GDI Or GDP – 2 Economic Measures, 2 Different Messages

Gross Domestic Product (GDP) and Gross Domestic Income (GDI) are two very similar measures of economic activity. The difference is that GDP measures output, while GDI assesses income. In both theory and history, these two measures should tell the same economic story. Historically, GDI has proven to be more reliable but is less followed as it is released a month later than GDP.

It’s hard to see in the graph below, but GDI growth has been negative for the last three quarters while GDP has grown. The Tweet of the Day at the bottom shows a close-up chart of the recent divergence. We are concerned that significant differences between GDP and GDI tend to occur before recessions. In addition to showing the strong correlation between GDP and GDI, the graph also shows the standard deviation (sigma) between changes in the two figures. Currently, at 3.72 sigmas, the difference is the largest going back to WWII. The circles highlight similar albeit smaller differences that occurred before the recession of 2000 and 2008.

gdp vs gdi record deviation

What To Watch Today

Economics

Economic Calendar

Earnings

Earnings

Market Trading Update

After four straight days of gains, the market traded mostly in positive territory yesterday but ultimately succumbed to a bout of selling pressure ahead of the much-anticipated employment report this morning. An employment number that is too strong will be a negative for the markets as it will keep the Fed on the rate-hiking path to slow economic activity. A soft number could send stocks higher to start the first trading day of the new month.

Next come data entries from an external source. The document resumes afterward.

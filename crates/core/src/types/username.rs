//! Username type.

use core::fmt;

use serde::{Deserialize, Serialize};

/// Errors that can occur when parsing a [`Username`].
#[derive(thiserror::Error, Debug, Clone)]
pub enum UsernameError {
    /// The input string is empty or only whitespace.
    #[error("username cannot be empty")]
    Empty,
}

/// A login name.
///
/// Usernames are unique per user and checked for presence only: any
/// non-blank string is accepted as-is, surrounding whitespace included.
///
/// ## Examples
///
/// ```
/// use inkpost_core::Username;
///
/// assert!(Username::parse("alice").is_ok());
/// assert!(Username::parse("").is_err());
/// assert!(Username::parse("   ").is_err());
/// ```
#[derive(Debug, Clone, Serialize, Deserialize, PartialEq, Eq, Hash)]
#[serde(transparent)]
pub struct Username(String);

impl Username {
    /// Parse a `Username` from a string.
    ///
    /// # Errors
    ///
    /// Returns [`UsernameError::Empty`] if the input is empty or blank.
    pub fn parse(s: &str) -> Result<Self, UsernameError> {
        if s.trim().is_empty() {
            return Err(UsernameError::Empty);
        }

        Ok(Self(s.to_owned()))
    }

    /// Returns the username as a string slice.
    #[must_use]
    pub fn as_str(&self) -> &str {
        &self.0
    }
}

impl fmt::Display for Username {
    fn fmt(&self, f: &mut fmt::Formatter<'_>) -> fmt::Result {
        write!(f, "{}", self.0)
    }
}

impl std::str::FromStr for Username {
    type Err = UsernameError;

    fn from_str(s: &str) -> Result<Self, Self::Err> {
        Self::parse(s)
    }
}

impl AsRef<str> for Username {
    fn as_ref(&self) -> &str {
        &self.0
    }
}
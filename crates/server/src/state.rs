//! Application state shared across handlers.

use std::sync::Arc;

use crate::config::ServerConfig;
use crate::db::{BlogStore, StoreHandle};
use crate::services::ImageStore;

/// Application state shared across all handlers.
///
/// This struct is cheaply cloneable via `Arc` and provides access to
/// the store, the upload sink, and configuration.
#[derive(Clone)]
pub struct AppState {
    inner: Arc<AppStateInner>,
}

struct AppStateInner {
    config: ServerConfig,
    store: StoreHandle,
    images: ImageStore,
}

impl AppState {
    /// Create a new application state.
    ///
    /// # Arguments
    ///
    /// * `config` - Server configuration
    /// * `store` - Backing store for users and posts
    #[must_use]
    pub fn new(config: ServerConfig, store: StoreHandle) -> Self {
        let images = ImageStore::new(config.upload_dir.clone());

        Self {
            inner: Arc::new(AppStateInner {
                config,
                store,
                images,
            }),
        }
    }

    /// Get a reference to the server configuration.
    #[must_use]
    pub fn config(&self) -> &ServerConfig {
        &self.inner.config
    }

    /// Get a reference to the backing store.
    #[must_use]
    pub fn store(&self) -> &dyn BlogStore {
        self.inner.store.as_ref()
    }

    /// Get a reference to the image upload sink.
    #[must_use]
    pub fn images(&self) -> &ImageStore {
        &self.inner.images
    }
}
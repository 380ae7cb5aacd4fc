//! Newtype IDs for type-safe entity references.
//!
//! Use the `define_id!` macro to create type-safe ID wrappers that prevent
//! accidentally mixing IDs from different entity types.

/// Macro to define a type-safe ID wrapper.
///
/// Creates a newtype wrapper around `i32` with:
/// - `Serialize`/`Deserialize` with `#[serde(transparent)]`
/// - `Debug`, `Clone`, `Copy`, `PartialEq`, `Eq`, `Ord`, `Hash`
/// - Conversion methods: `new()`, `as_i32()`
/// - `From<i32>` and `Into<i32>` implementations
/// - `FromStr` for parsing path segments
///
/// # Example
///
/// ```rust
/// # use inkpost_core::define_id;
/// define_id!(AuthorId);
/// define_id!(CommentId);
///
/// let author_id = AuthorId::new(1);
/// let comment_id: CommentId = "1".parse().unwrap();
///
/// // These are different types, so this won't compile:
/// // let _: AuthorId = comment_id;
/// ```
#[macro_export]
macro_rules! define_id {
    ($name:ident) => {
        #[derive(
            Debug,
            Clone,
            Copy,
            PartialEq,
            Eq,
            PartialOrd,
            Ord,
            Hash,
            ::serde::Serialize,
            ::serde::Deserialize
        )]
        #[serde(transparent)]
        pub struct $name(i32);

        impl $name {
            /// Create a new ID from an i32 value.
            #[must_use]
            pub const fn new(id: i32) -> Self {
                Self(id)
            }

            /// Get the underlying i32 value.
            #[must_use]
            pub const fn as_i32(&self) -> i32 {
                self.0
            }
        }

        impl ::core::fmt::Display for $name {
            fn fmt(&self, f: &mut ::core::fmt::Formatter<'_>) -> ::core::fmt::Result {
                write!(f, "{}", self.0)
            }
        }

        impl ::core::str::FromStr for $name {
            type Err = ::core::num::ParseIntError;

            fn from_str(s: &str) -> ::core::result::Result<Self, Self::Err> {
                s.parse::<i32>().map(Self)
            }
        }

        impl From<i32> for $name {
            fn from(id: i32) -> Self {
                Self(id)
            }
        }

        impl From<$name> for i32 {
            fn from(id: $name) -> Self {
                id.0
            }
        }
    };
}

// Define standard entity IDs
define_id!(UserId);
define_id!(PostId);

#[cfg(test)]
#[allow(clippy::unwrap_used)]
mod tests {
    use super::*;

    #[test]
    fn test_parse_numeric_id() {
        let id: PostId = "42".parse().unwrap();
        assert_eq!(id.as_i32(), 42);
        assert_eq!(id.to_string(), "42");
    }

    #[test]
    fn test_parse_non_numeric_id() {
        assert!("abc".parse::<PostId>().is_err());
        assert!("".parse::<PostId>().is_err());
        assert!("1.5".parse::<PostId>().is_err());
    }

    #[test]
    fn test_serde_transparent() {
        let json = serde_json::to_string(&UserId::new(7)).unwrap();
        assert_eq!(json, "7");
        let back: UserId = serde_json::from_str(&json).unwrap();
        assert_eq!(back, UserId::new(7));
    }
}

Once again, we have slipped back into the “bad news is good news” for stocks in hopes of the Fed returning to more accommodative monetary policies to push asset prices higher. A soft employment report this morning will not be unsurprising, given that much of the data as of late was weaker than expected. The market remains in a bullish rally following the August sell-off, with Technology, Communications, and Discretionary continuing to lead the charge so far. Will 2024 be the year that the laggards again become the leaders?

Market Trading Update

Delinquencies On The Rise

We have recently posited that the excess savings from the two massive stimulus checks and other financial benefits have largely been used. The graph below from the Washington Post adds further credence to our logic. As it shows, delinquencies for the three major consumer credit types fell during 2020 and 2021. The combination of stimulus and reduced spending made paying credit bills easier than usual for consumers. The beneficial financial situation lasted until 2022. At that time, excess savings were declining, and the interest rates on said credit started to rise, making the debt payments more onerous. Also, inflation outpaced wages in many cases. Such led some consumers to borrow more than they otherwise would have.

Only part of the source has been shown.